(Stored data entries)

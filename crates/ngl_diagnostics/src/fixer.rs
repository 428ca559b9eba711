//! Applies suggested fixes to a file's text.
//!
//! The protocol: every fix is applied atomically, fixes are considered in
//! source order of the range they cover, and a fix whose range starts at or
//! before the end of an already applied fix is skipped. Skipped fixes are
//! picked up by a later pass once the text has been re-linted.

use crate::diagnostic::Diagnostic;
use crate::suggested_fix::{Replacement, SuggestedFix};
use ngl_common::{InternalError, NglResult};
use ngl_source::{FileId, Span};

/// The result of applying one pass of fixes to a file.
#[derive(Debug, Clone, PartialEq, Eq)]
pub struct FixOutcome {
    /// The rewritten text.
    pub text: String,
    /// Number of fixes applied.
    pub applied: usize,
    /// Number of fixes skipped because they overlapped an applied fix.
    pub skipped: usize,
}

impl FixOutcome {
    /// Returns `true` if the pass changed the text.
    pub fn changed(&self) -> bool {
        self.applied > 0
    }
}

/// Applies every fix from `diagnostics` that targets `file` to `source`.
///
/// Fixes that touch other files are ignored. Returns an error only when a
/// single fix is malformed (its own replacements overlap or run past the end
/// of the text), which is a bug in the rule that produced it.
pub fn apply_fixes(source: &str, file: FileId, diagnostics: &[Diagnostic]) -> NglResult<FixOutcome> {
    let mut candidates: Vec<(Span, &SuggestedFix)> = diagnostics
        .iter()
        .filter_map(|d| d.fix.as_ref())
        .filter_map(|fix| fix.covering_span().map(|span| (span, fix)))
        .filter(|(span, _)| span.file == file)
        .collect();
    candidates.sort_by_key(|(span, _)| (span.start, span.end));

    let mut text = String::with_capacity(source.len());
    let mut cursor = 0usize;
    let mut last_end: Option<u32> = None;
    let mut applied = 0;
    let mut skipped = 0;

    for (range, fix) in candidates {
        if last_end.is_some_and(|end| range.start <= end) {
            skipped += 1;
            continue;
        }
        let edits = ordered_edits(fix, source.len())?;
        for edit in edits {
            let start = edit.span.start as usize;
            let end = edit.span.end as usize;
            text.push_str(slice(source, cursor, start)?);
            text.push_str(&edit.new_text);
            cursor = end;
        }
        last_end = Some(range.end);
        applied += 1;
    }
    text.push_str(slice(source, cursor, source.len())?);

    Ok(FixOutcome {
        text,
        applied,
        skipped,
    })
}

/// Sorts a fix's replacements and checks they are disjoint and in bounds.
fn ordered_edits(fix: &SuggestedFix, len: usize) -> NglResult<Vec<&Replacement>> {
    let mut edits: Vec<&Replacement> = fix.replacements.iter().collect();
    edits.sort_by_key(|r| (r.span.start, r.span.end));
    let mut prev_end = 0u32;
    for (i, edit) in edits.iter().enumerate() {
        if edit.span.end as usize > len || edit.span.start > edit.span.end {
            return Err(InternalError::new(format!(
                "fix `{}` edits {}..{} outside a {len}-byte file",
                fix.message, edit.span.start, edit.span.end
            )));
        }
        if i > 0 && edit.span.start < prev_end {
            return Err(InternalError::new(format!(
                "fix `{}` has overlapping edits",
                fix.message
            )));
        }
        prev_end = edit.span.end;
    }
    Ok(edits)
}

fn slice(source: &str, start: usize, end: usize) -> NglResult<&str> {
    source
        .get(start..end)
        .ok_or_else(|| InternalError::new(format!("fix boundary {start}..{end} splits a character")))
}

#[cfg(test)]
mod tests {
    use super::*;
    use crate::code::{Category, DiagnosticCode};

    const F: FileId = FileId::DUMMY;

    fn file() -> FileId {
        FileId::from_raw(0)
    }

    fn span(start: u32, end: u32) -> Span {
        Span::new(file(), start, end)
    }

    fn diag(fix: SuggestedFix) -> Diagnostic {
        Diagnostic::warning(DiagnosticCode::new(Category::Warning, 105), "m", span(0, 0))
            .with_fix(fix)
    }

    #[test]
    fn applies_insertion() {
        let src = "x = this.count;";
        let d = diag(SuggestedFix::single("call", Replacement::insert(span(14, 14), "()")));
        let out = apply_fixes(src, file(), &[d]).unwrap();
        assert_eq!(out.text, "x = this.count();");
        assert_eq!(out.applied, 1);
        assert!(out.changed());
    }

    #[test]
    fn multi_edit_fix_is_atomic() {
        let src = "this.count = 5;";
        let d = diag(SuggestedFix::new(
            "use set",
            vec![
                Replacement::replace(span(10, 13), ".set("),
                Replacement::insert(span(14, 14), ")"),
            ],
        ));
        let out = apply_fixes(src, file(), &[d]).unwrap();
        assert_eq!(out.text, "this.count.set(5);");
    }

    #[test]
    fn overlapping_fix_is_skipped() {
        let src = "abcdef";
        let first = diag(SuggestedFix::single("a", Replacement::replace(span(0, 3), "X")));
        let second = diag(SuggestedFix::single("b", Replacement::replace(span(2, 5), "Y")));
        let out = apply_fixes(src, file(), &[second, first]).unwrap();
        assert_eq!(out.text, "Xdef");
        assert_eq!(out.applied, 1);
        assert_eq!(out.skipped, 1);
    }

    #[test]
    fn touching_fixes_are_not_both_applied() {
        let src = "ab";
        let first = diag(SuggestedFix::single("a", Replacement::insert(span(1, 1), "(")));
        let second = diag(SuggestedFix::single("b", Replacement::insert(span(1, 1), ")")));
        let out = apply_fixes(src, file(), &[first, second]).unwrap();
        assert_eq!(out.text, "a(b");
        assert_eq!(out.skipped, 1);
    }

    #[test]
    fn other_files_are_ignored() {
        let src = "abc";
        let d = diag(SuggestedFix::single(
            "elsewhere",
            Replacement::insert(Span::new(FileId::from_raw(7), 0, 0), "z"),
        ));
        let out = apply_fixes(src, file(), &[d]).unwrap();
        assert_eq!(out.text, "abc");
        assert!(!out.changed());
    }

    #[test]
    fn out_of_bounds_edit_is_internal_error() {
        let d = diag(SuggestedFix::single("bad", Replacement::insert(span(10, 10), "x")));
        assert!(apply_fixes("abc", file(), &[d]).is_err());
    }

    #[test]
    fn self_overlapping_fix_is_internal_error() {
        let d = diag(SuggestedFix::new(
            "bad",
            vec![
                Replacement::replace(span(0, 2), "x"),
                Replacement::replace(span(1, 3), "y"),
            ],
        ));
        assert!(apply_fixes("abcd", file(), &[d]).is_err());
    }

    #[test]
    fn diagnostics_without_fix_leave_text_alone() {
        let d = Diagnostic::warning(DiagnosticCode::new(Category::Warning, 103), "m", Span::DUMMY);
        let out = apply_fixes("<ion-modal>", F, &[d]).unwrap();
        assert_eq!(out.text, "<ion-modal>");
    }
}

HOW TO COMPLETE THIS TASK - The expected answer is a number and nothing else: how many lines above include the word "they".

FINISHED TASK - 3